Collected data entries
//! Covering byte-range computation for chunked content retrieval.

use std::ops::RangeInclusive;

/// Compute the covering set of contiguous byte ranges for `content_length`
/// bytes, sliced into chunks of `range_size`.
///
/// Ranges are inclusive, non-overlapping, sorted ascending and together
/// cover `[0, content_length - 1]` exactly; the last range may be shorter
/// than `range_size`. Degenerate inputs (`content_length == 0` or
/// `range_size == 0`) yield an empty list.
pub fn byte_ranges(content_length: u64, range_size: u64) -> Vec<RangeInclusive<u64>> {
    byte_ranges_from(content_length, range_size, 0)
}

/// Same as [`byte_ranges`], with the covered interval starting at `start`
/// instead of zero. Used when resuming mid-content.
pub fn byte_ranges_from(
    content_length: u64,
    range_size: u64,
    start: u64,
) -> Vec<RangeInclusive<u64>> {
    if content_length == 0 || range_size == 0 {
        return Vec::new();
    }
    if range_size >= content_length {
        return vec![start..=start + content_length - 1];
    }

    let count = content_length.div_ceil(range_size);
    let last = start + content_length - 1;
    (0..count)
        .map(|i| {
            let lower = start + i * range_size;
            let upper = (lower + range_size - 1).min(last);
            lower..=upper
        })
        .collect()
}

#[cfg(test)]
mod tests {
    use super::*;

    #[test]
    fn test_zero_values() {
        assert_eq!(byte_ranges(0, 2), Vec::<RangeInclusive<u64>>::new());
        assert_eq!(byte_ranges(1, 0), Vec::<RangeInclusive<u64>>::new());
    }

    #[test]
    fn test_size_too_large() {
        assert_eq!(byte_ranges(1, 2), vec![0..=0]);
        assert_eq!(byte_ranges(5, 6), vec![0..=4]);
    }

    #[test]
    fn test_size_one() {
        assert_eq!(byte_ranges(1, 1), vec![0..=0]);
        assert_eq!(byte_ranges(2, 1), vec![0..=0, 1..=1]);
        assert_eq!(byte_ranges(3, 1), vec![0..=0, 1..=1, 2..=2]);
    }

    #[test]
    fn test_size_two() {
        assert_eq!(byte_ranges(2, 2), vec![0..=1]);
        assert_eq!(byte_ranges(3, 2), vec![0..=1, 2..=2]);
        assert_eq!(byte_ranges(4, 2), vec![0..=1, 2..=3]);
    }

    #[test]
    fn test_eight_byte_chunks() {
        assert_eq!(byte_ranges(8, 8), vec![0..=7]);
        assert_eq!(byte_ranges(10, 8), vec![0..=7, 8..=9]);
        assert_eq!(byte_ranges(16, 8), vec![0..=7, 8..=15]);
        assert_eq!(byte_ranges(24, 8), vec![0..=7, 8..=15, 16..=23]);
    }

    #[test]
    fn test_offset_start() {
        assert_eq!(byte_ranges_from(1, 1, 16), vec![16..=16]);
        assert_eq!(byte_ranges_from(1, 8, 16), vec![16..=16]);
        assert_eq!(byte_ranges_from(2, 8, 16), vec![16..=17]);
        assert_eq!(byte_ranges_from(3, 2, 16), vec![16..=17, 18..=18]);
        assert_eq!(byte_ranges_from(4, 2, 16), vec![16..=17, 18..=19]);
        assert_eq!(byte_ranges_from(7, 3, 3), vec![3..=5, 6..=8, 9..=9]);
        assert_eq!(
            byte_ranges_from(32, 8, 16),
            vec![16..=23, 24..=31, 32..=39, 40..=47]
        );
    }

    #[test]
    fn test_very_large_range_size_results_in_one_range() {
        let two_mb: u64 = 2_097_152;
        assert_eq!(byte_ranges(50_001, two_mb), vec![0..=50_000]);
        assert_eq!(byte_ranges_from(2000, two_mb, 999), vec![999..=2998]);
    }

    #[test]
    fn test_covering_no_gaps_no_overlaps() {
        for (len, size) in [(100u64, 7u64), (1024, 256), (999, 1000), (12345, 64)] {
            let ranges = byte_ranges(len, size);
            let mut expected_next = 0u64;
            for range in &ranges {
                assert_eq!(*range.start(), expected_next);
                assert!(range.end() >= range.start());
                expected_next = range.end() + 1;
            }
            assert_eq!(expected_next, len);
        }
    }
}
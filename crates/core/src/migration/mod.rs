//! One-shot data migrations gated by persistent boolean flags.
//!
//! Each migration runs at most once successfully. A failed migration
//! leaves its flag unset and is retried on the next run.

use std::fmt;

use tracing::{info, warn};

/// Persistent boolean flags keyed by name.
pub trait FlagStore {
    fn bool_for(&self, key: &str) -> bool;
    fn set_bool(&mut self, key: &str, value: bool);
}

/// A named migration step. `run` returns whether the step succeeded.
pub struct Migration {
    key: String,
    run: Box<dyn Fn() -> bool + Send + Sync>,
}

impl Migration {
    pub fn new(key: impl Into<String>, run: impl Fn() -> bool + Send + Sync + 'static) -> Self {
        Self {
            key: key.into(),
            run: Box::new(run),
        }
    }

    pub fn key(&self) -> &str {
        &self.key
    }
}

impl fmt::Debug for Migration {
    fn fmt(&self, f: &mut fmt::Formatter<'_>) -> fmt::Result {
        f.debug_struct("Migration").field("key", &self.key).finish()
    }
}

/// Runs a fixed list of migrations in order, skipping completed ones.
#[derive(Debug, Default)]
pub struct MigrationService {
    migrations: Vec<Migration>,
}

impl MigrationService {
    pub fn new(migrations: Vec<Migration>) -> Self {
        Self { migrations }
    }

    /// Run every pending migration. Returns true when all migrations,
    /// including previously completed ones, are done.
    pub fn migrate_all(&self, flags: &mut dyn FlagStore) -> bool {
        let mut all_succeeded = true;
        for migration in &self.migrations {
            if flags.bool_for(migration.key()) {
                continue;
            }
            if (migration.run)() {
                flags.set_bool(migration.key(), true);
                info!(key = %migration.key(), "Migration completed");
            } else {
                warn!(key = %migration.key(), "Migration failed, will retry on next run");
                all_succeeded = false;
            }
        }
        all_succeeded
    }
}
use std::path::{Path, PathBuf};
use std::sync::Arc;

use anyhow::{Context, Result};
use tracing::{error, info};
use tracing_subscriber::{layer::SubscriberExt, util::SubscriberInitExt};

use zimshelf_core::config::{load_config, Config};
use zimshelf_core::lang::LanguageCollector;
use zimshelf_core::library::{
    FeedFetcher, HttpFeedFetcher, LibraryRefresher, LibraryState, LibraryStore, Preferences,
    SqliteLibraryStore,
};

#[tokio::main]
async fn main() {
    if let Err(e) = run().await {
        error!("Fatal error: {}", e);
        std::process::exit(1);
    }
}

async fn run() -> Result<()> {
    tracing_subscriber::registry()
        .with(
            tracing_subscriber::EnvFilter::try_from_default_env()
                .unwrap_or_else(|_| "info".into()),
        )
        .with(tracing_subscriber::fmt::layer())
        .init();

    let config_path = std::env::var("ZIMSHELF_CONFIG")
        .map(PathBuf::from)
        .unwrap_or_else(|_| PathBuf::from("config.toml"));
    let config = if config_path.exists() {
        info!("Loading configuration from {:?}", config_path);
        load_config(&config_path)
            .with_context(|| format!("Failed to load config from {:?}", config_path))?
    } else {
        Config::default()
    };

    let store = Arc::new(
        SqliteLibraryStore::new(Path::new(&config.database.path))
            .context("Failed to open library database")?,
    );

    let command = std::env::args().nth(1).unwrap_or_default();
    match command.as_str() {
        "refresh" => refresh(&config, store).await,
        "languages" => languages(store),
        "stats" => stats(store),
        _ => {
            eprintln!("Usage: zimshelf <refresh|languages|stats>");
            std::process::exit(2);
        }
    }
}

/// Run a user-initiated catalog refresh.
async fn refresh(config: &Config, store: Arc<SqliteLibraryStore>) -> Result<()> {
    let fetcher = Arc::new(HttpFeedFetcher::new(&config.catalog));
    let refresher = LibraryRefresher::new(
        config.catalog.clone(),
        fetcher as Arc<dyn FeedFetcher>,
        Arc::clone(&store) as Arc<dyn LibraryStore>,
        store as Arc<dyn Preferences>,
    );

    refresher.start(true).await;
    match refresher.state() {
        LibraryState::Complete => {
            info!("Refresh complete");
            Ok(())
        }
        _ => {
            let error = refresher
                .error()
                .map(|e| e.to_string())
                .unwrap_or_else(|| "unknown error".to_string());
            anyhow::bail!("Refresh failed: {error}")
        }
    }
}

/// Print catalog languages with entry counts, sorted by name.
fn languages(store: Arc<SqliteLibraryStore>) -> Result<()> {
    let mut collector = LanguageCollector::new();
    for (codes, count) in store.language_counts()? {
        collector.add_languages(&codes, count as i64);
    }
    println!("{}", serde_json::to_string_pretty(&collector.languages())?);
    Ok(())
}

/// Print record and category counts.
fn stats(store: Arc<SqliteLibraryStore>) -> Result<()> {
    let total = store.zim_file_ids()?.len();
    let index = store.category_languages()?;
    let stats = serde_json::json!({
        "zim_files": total,
        "categories": index.len(),
        "last_refresh": store.last_refresh().map(|dt| dt.to_rfc3339()),
    });
    println!("{}", serde_json::to_string_pretty(&stats)?);
    Ok(())
}
use serde::{Deserialize, Serialize};
use thiserror::Error;
use uuid::Uuid;

/// A hit as returned by an archive index, before ranking.
#[derive(Debug, Clone, PartialEq)]
pub struct RawHit {
    /// Article path within the archive, unique per archive.
    pub path: String,
    pub title: String,
    /// Fulltext match probability in `[0, 1]`, when the index
    /// provides one. Title index hits carry `None`.
    pub probability: Option<f64>,
    /// Snippet around the match, when the index provides one.
    pub snippet: Option<String>,
}

/// A ranked search result across archives.
#[derive(Debug, Clone, Serialize, Deserialize)]
pub struct SearchResult {
    pub zim_file_id: Uuid,
    pub title: String,
    pub path: String,
    /// Ranking score, lower is better.
    pub score: f64,
    #[serde(skip_serializing_if = "Option::is_none")]
    pub snippet: Option<String>,
}

#[derive(Debug, Clone, Error)]
pub enum SearchError {
    /// The request was superseded by a newer query.
    #[error("search superseded by a newer query")]
    Cancelled,
    #[error("archive search failed: {0}")]
    Archive(String),
}
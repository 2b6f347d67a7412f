use std::collections::HashSet;
use std::sync::Mutex;

use chrono::{DateTime, Utc};

use crate::library::Preferences;

#[derive(Debug, Default)]
struct State {
    last_refresh: Option<DateTime<Utc>>,
    etag: Option<String>,
    auto_refresh_disabled: bool,
    language_codes: HashSet<String>,
    using_old_language_codes: bool,
}

/// In-memory [`Preferences`], defaulting to auto refresh enabled.
#[derive(Debug, Default)]
pub struct MemoryPreferences {
    state: Mutex<State>,
}

impl MemoryPreferences {
    pub fn new() -> Self {
        Self::default()
    }
}

impl Preferences for MemoryPreferences {
    fn last_refresh(&self) -> Option<DateTime<Utc>> {
        self.state.lock().unwrap().last_refresh
    }

    fn set_last_refresh(&self, at: DateTime<Utc>) {
        self.state.lock().unwrap().last_refresh = Some(at);
    }

    fn etag(&self) -> Option<String> {
        self.state.lock().unwrap().etag.clone()
    }

    fn set_etag(&self, etag: Option<&str>) {
        self.state.lock().unwrap().etag = etag.map(str::to_string);
    }

    fn auto_refresh(&self) -> bool {
        !self.state.lock().unwrap().auto_refresh_disabled
    }

    fn set_auto_refresh(&self, enabled: bool) {
        self.state.lock().unwrap().auto_refresh_disabled = !enabled;
    }

    fn language_codes(&self) -> HashSet<String> {
        self.state.lock().unwrap().language_codes.clone()
    }

    fn set_language_codes(&self, codes: &HashSet<String>) {
        self.state.lock().unwrap().language_codes = codes.clone();
    }

    fn using_old_language_codes(&self) -> bool {
        self.state.lock().unwrap().using_old_language_codes
    }

    fn set_using_old_language_codes(&self, value: bool) {
        self.state.lock().unwrap().using_old_language_codes = value;
    }
}
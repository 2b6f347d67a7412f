//! Lazy, single-pass chunk stream over a byte-range data source.

use std::ops::RangeInclusive;
use std::sync::Arc;

use async_trait::async_trait;
use futures::stream::Stream;
use tracing::debug;

use super::ChunkError;

/// A collaborator that serves inclusive byte ranges of some binary content.
///
/// `None` signals the content cannot be served (end of data or failure);
/// the stream treats it as end-of-stream, not as an error.
#[async_trait]
pub trait ChunkDataSource: Send + Sync {
    async fn fetch(&self, start: u64, end: u64) -> Option<Vec<u8>>;
}

/// A forward-only, pull-based sequence of binary chunks.
///
/// Each pull fetches the next range in list order from the data source.
/// Concatenating every yielded chunk reproduces the covered content exactly,
/// in order, with no duplication. Dropping the stream abandons iteration;
/// nothing is spawned, so no work outlives the consumer.
pub struct ChunkStream {
    ranges: std::vec::IntoIter<RangeInclusive<u64>>,
    source: Arc<dyn ChunkDataSource>,
    finished: bool,
}

impl ChunkStream {
    /// Build a stream over the given ranges. Fails if the range list is
    /// empty, since that would be a stream of nothing.
    pub fn new(
        ranges: Vec<RangeInclusive<u64>>,
        source: Arc<dyn ChunkDataSource>,
    ) -> Result<Self, ChunkError> {
        if ranges.is_empty() {
            return Err(ChunkError::EmptyRanges);
        }
        Ok(Self {
            ranges: ranges.into_iter(),
            source,
            finished: false,
        })
    }

    /// Pull the next chunk. Returns `None` once all ranges are consumed or
    /// the source stops serving data, after which every call returns `None`.
    pub async fn next_chunk(&mut self) -> Option<Vec<u8>> {
        if self.finished {
            return None;
        }
        let Some(range) = self.ranges.next() else {
            self.finished = true;
            return None;
        };
        match self.source.fetch(*range.start(), *range.end()).await {
            Some(data) => Some(data),
            None => {
                debug!(
                    start = *range.start(),
                    end = *range.end(),
                    "Data source stopped serving, ending chunk stream"
                );
                self.finished = true;
                None
            }
        }
    }

    /// Adapt into a [`futures::Stream`] of chunks.
    pub fn into_stream(self) -> impl Stream<Item = Vec<u8>> {
        futures::stream::unfold(self, |mut chunks| async move {
            chunks.next_chunk().await.map(|data| (data, chunks))
        })
    }
}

▶ Task statement
Above are the entries. Output exactly the lines beginning with the line that has "assert_eq!(byte_ranges(2, 1), vec![0..=0, 1..=1]);" and ending with the line that has "assert_eq!(byte_ranges(8, 8), vec![0..=7]);".

▶ Solution to the problem
        assert_eq!(byte_ranges(2, 1), vec![0..=0, 1..=1]);
        assert_eq!(byte_ranges(3, 1), vec![0..=0, 1..=1, 2..=2]);
    }

    #[test]
    fn test_size_two() {
        assert_eq!(byte_ranges(2, 2), vec![0..=1]);
        assert_eq!(byte_ranges(3, 2), vec![0..=1, 2..=2]);
        assert_eq!(byte_ranges(4, 2), vec![0..=1, 2..=3]);
    }

    #[test]
    fn test_eight_byte_chunks() {
        assert_eq!(byte_ranges(8, 8), vec![0..=7]);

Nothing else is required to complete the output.